Où le capuce et la toque à trois cornes,

Le scapulaire et l’impudent cordon,

Ont extorqué des hommages sans bornes.

Du vil berceau de son illusion,

La France arrive à l’âge de raison ;

Et les enfants de François et d’Ignace,

Bien reconnus, sont remis à leur place.

 

   Nous faisons cas d’un cheval vigoureux

Qui, déployant quatre jarrets nerveux,

Frappe la terre, et bondit sous son maître :

J’aime un gros bœuf, dont le pas lent et lourd,

En sillonnant un arpent dans un jour,

Forme un guéret où mes épis vont naître.

L’âme me plaît : son dos porte au marché

Les fruits du champ que le rustre a bêché ;

Mais pour le singe, animal inutile,

Malin, gourmand, saltimbanque indocile,

Qui gâte tout et vit à nos dépens,

On l’abandonne aux laquais fainéants.

Le fier guerrier, dans la Saxe, en Thringe,

C’est le cheval ; un Pequet, un Pleneuf (12),

Un trafiquant, un commis est le bœuf ;

Le peuple est l’âne, et le moine est le singe.

 

 – S’il est ainsi, je me décloître.
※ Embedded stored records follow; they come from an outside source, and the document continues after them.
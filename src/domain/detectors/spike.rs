use crate::domain::analytics::baseline::BaselineSet;
use crate::domain::analytics::round_to;
use crate::domain::entities::anomaly::Anomaly;
use crate::domain::entities::reading::Reading;
use crate::domain::value_objects::anomaly_kind::AnomalyKind;
use crate::domain::value_objects::severity::Severity;

use super::Detector;

/// Minimum jump over the previous reading, in percent.
const MIN_INCREASE_PCT: f64 = 30.0;
/// Jump above this is high severity.
const HIGH_INCREASE_PCT: f64 = 50.0;
/// The reading must also sit this many standard deviations above the
/// day-type mean. A jump is only a spike if it is absolutely abnormal,
/// not merely large relative to a quiet previous reading.
const BASELINE_SIGMA: f64 = 2.0;

/// Flags sudden consumption jumps versus the previous reading
/// (equipment-malfunction signal).
pub struct SpikeDetector;

impl Detector for SpikeDetector {
    fn name(&self) -> &'static str {
        "spike"
    }

    fn detect(&self, readings: &[Reading], baselines: &BaselineSet) -> Vec<Anomaly> {
        let mut anomalies = Vec::new();

        for pair in readings.windows(2) {
            let (previous, current) = (&pair[0], &pair[1]);
            // A zero or negative previous reading has no meaningful percentage
            // increase; skip rather than divide by zero.
            if previous.consumption <= 0.0 {
                continue;
            }
            let increase_pct =
                (current.consumption - previous.consumption) / previous.consumption * 100.0;
            let baseline = &baselines.for_day(current.day_type).stats;
            let abnormal_threshold = baseline.std_dev.mul_add(BASELINE_SIGMA, baseline.mean);

            if increase_pct > MIN_INCREASE_PCT && current.consumption > abnormal_threshold {
                let severity = if increase_pct > HIGH_INCREASE_PCT {
                    Severity::High
                } else {
                    Severity::Medium
                };
                anomalies.push(Anomaly {
                    kind: AnomalyKind::Spike,
                    timestamp: current.timestamp,
                    consumption: current.consumption,
                    expected: previous.consumption,
                    percentage_increase: round_to(increase_pct, 1),
                    severity,
                    description: format!(
                        "Consumption of {:.1} kWh on {} is {:.1}% above the previous reading of {:.1} kWh",
                        current.consumption,
                        current.timestamp.format("%Y-%m-%d %H:%M"),
                        increase_pct,
                        previous.consumption,
                    ),
                });
            }
        }

        anomalies
    }
}
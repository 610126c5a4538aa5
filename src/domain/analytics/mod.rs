pub mod baseline;
pub mod hourly_profile;
pub mod stats;

pub use baseline::{BaselineSet, DayBaseline};
pub use hourly_profile::{HourBucket, HourlyProfile};
pub use stats::{round_to, Stats};
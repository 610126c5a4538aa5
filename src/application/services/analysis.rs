use serde::Serialize;

use crate::domain::detectors::DetectionEngine;
use crate::domain::entities::anomaly::Anomaly;
use crate::domain::entities::building::Building;
use crate::domain::entities::reading::Reading;
use crate::domain::entities::recommendation::Recommendation;
use crate::domain::entities::savings::Savings;

use super::{recommendations, savings};

/// Full analysis output for one building: the flat anomaly list plus the
/// insights derived from it.
#[derive(Debug, Clone, Serialize)]
pub struct AnalysisReport {
    pub building: Building,
    pub anomalies: Vec<Anomaly>,
    pub recommendations: Vec<Recommendation>,
    pub savings: Savings,
}

/// Runs the detection engine and derives recommendations and savings.
///
/// Stateless: every call is a pure function of its arguments, so analyses of
/// different buildings can run in parallel without coordination.
pub struct AnalysisService {
    engine: DetectionEngine,
}

impl AnalysisService {
    #[must_use]
    pub fn new(engine: DetectionEngine) -> Self {
        Self { engine }
    }

    /// Analyze a chronologically sorted reading history.
    #[must_use]
    pub fn analyze(&self, building: &Building, readings: &[Reading]) -> AnalysisReport {
        tracing::debug!(
            building = %building.id,
            readings = readings.len(),
            "running detection passes"
        );
        let anomalies = self.engine.detect(readings);
        tracing::debug!(
            building = %building.id,
            anomalies = anomalies.len(),
            "detection finished"
        );

        let recommendations = recommendations::generate(&anomalies, building);
        let savings = savings::estimate(&anomalies);

        AnalysisReport {
            building: building.clone(),
            anomalies,
            recommendations,
            savings,
        }
    }
}

impl Default for AnalysisService {
    fn default() -> Self {
        Self::new(DetectionEngine::default())
    }
}
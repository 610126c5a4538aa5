//! kilowatch — building energy anomaly detection and savings insights.
//!
//! The crate is organized in hexagonal layers:
//! - `domain`: pure detection engine (statistics, detectors, entities, ports)
//! - `application`: orchestration services and configuration
//! - `infrastructure`: storage and dataset import adapters
//! - `presentation`: CLI commands and formatters

pub mod application;
pub mod domain;
pub mod infrastructure;
pub mod presentation;
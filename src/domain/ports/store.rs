use thiserror::Error;

use crate::domain::entities::building::Building;
use crate::domain::entities::reading::Reading;

#[derive(Error, Debug)]
pub enum StoreError {
    #[error("storage read failed: {0}")]
    ReadFailed(String),
    #[error("storage write failed: {0}")]
    WriteFailed(String),
    #[error("building not found: {0}")]
    BuildingNotFound(String),
}

/// Registry of buildings, keyed by building id.
pub trait BuildingStore: Send + Sync {
    /// Register or update a building.
    ///
    /// # Errors
    ///
    /// Returns `StoreError` if the write operation fails.
    fn save_building(&self, building: &Building) -> Result<(), StoreError>;

    /// Look up a building by id.
    ///
    /// # Errors
    ///
    /// Returns `StoreError` if the read operation fails.
    fn get_building(&self, id: &str) -> Result<Option<Building>, StoreError>;

    /// List all registered buildings.
    ///
    /// # Errors
    ///
    /// Returns `StoreError` if the read operation fails.
    fn list_buildings(&self) -> Result<Vec<Building>, StoreError>;
}

/// Per-building reading history.
///
/// Implementations must hand out snapshots sorted ascending by timestamp;
/// the detection engine relies on that invariant and does not re-verify it.
pub trait ReadingStore: Send + Sync {
    /// Append readings to a building's history.
    ///
    /// # Errors
    ///
    /// Returns `StoreError::BuildingNotFound` for an unknown building id, or
    /// if the write operation fails.
    fn append_readings(&self, building_id: &str, readings: &[Reading]) -> Result<(), StoreError>;

    /// A consistent, chronologically sorted snapshot of a building's readings.
    ///
    /// # Errors
    ///
    /// Returns `StoreError::BuildingNotFound` for an unknown building id, or
    /// if the read operation fails.
    fn get_readings(&self, building_id: &str) -> Result<Vec<Reading>, StoreError>;
}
O ciel !

Faut-il rentrer dans mon état cruel !

Faut-il me rendre à ma première vie !

 

 – Quelle était donc cette vie ? – Un enfer,

Un piège affreux, tendu par Lucifer.

J’étais sans bien, sans métier, sans génie,

Et j’avais lu quelques méchants auteurs ;

Je croyais même avoir des protecteurs.

Mordu du chien de la Métromanie,

Le mal me prit, je fus auteur aussi.

 

 – Ce métier-là ne t’a pas réussi,

Je le vois trop : çà, fais-moi, pauvre diable,

De ton désastre un récit véritable.

Que faisais-tu sur le Parnasse ? – Hélas !

Dans mon grenier, entre deux sales draps,

Je célébrais les faveurs de Glycère,

De qui jamais n’approcha ma misère ;

Ma triste voix chantait d’un gosier sec

Le vin mousseux, le frontignan, le grec,

Buvant de l’eau dans un vieux pot à bière ;

Faute de bas, passant le jour au lit,

Sans couverture, ainsi que sans habit,

Je fredonnais des vers sur la paresse ;

D’après Chaulieu, je vantais la mollesse.

 

Enfin, un jour qu’un surtout emprunté

Vêtit à cru ma triste nudité,

Après midi, dans l’antre de Procope (13)

(C’était le jour que l’on donnait Mérope) ;

Seul en un coin, pensif et consterné,

Rimant une ode, et n’ayant point dîné,

Je m’accostai d’un homme à lourde mine,

Qui sur sa plume a fondé sa cuisine,

Grand écumeur des bourbiers d’Hélicon,

De Loyola chassé pour ses fredaines,

Vermisseau né du cul de Desfontaines,

Digne en tous sens de son extraction,

Lâche Zoïle, autrefois laid giton ;

Cet animal se nommait Jean Fréron (14).

 

J’étais tout neuf, j’étais jeune, sincère,

Et j’ignorais son naturel félon :

Je m’engageai, sous l’espoir d’un salaire,

A travailler à son hebdomadaire,

Qu’aucuns nommaient alors patibulaire.

Il m’enseigna comment on dépeçait

Un livre entier, comme on le recousait,

Comme on jugeait du tout par la préface,

Comme on louait un sot auteur en place,

Comme on fondait avec lourde roideur

Sur l’écrivain pauvre et sans protecteur.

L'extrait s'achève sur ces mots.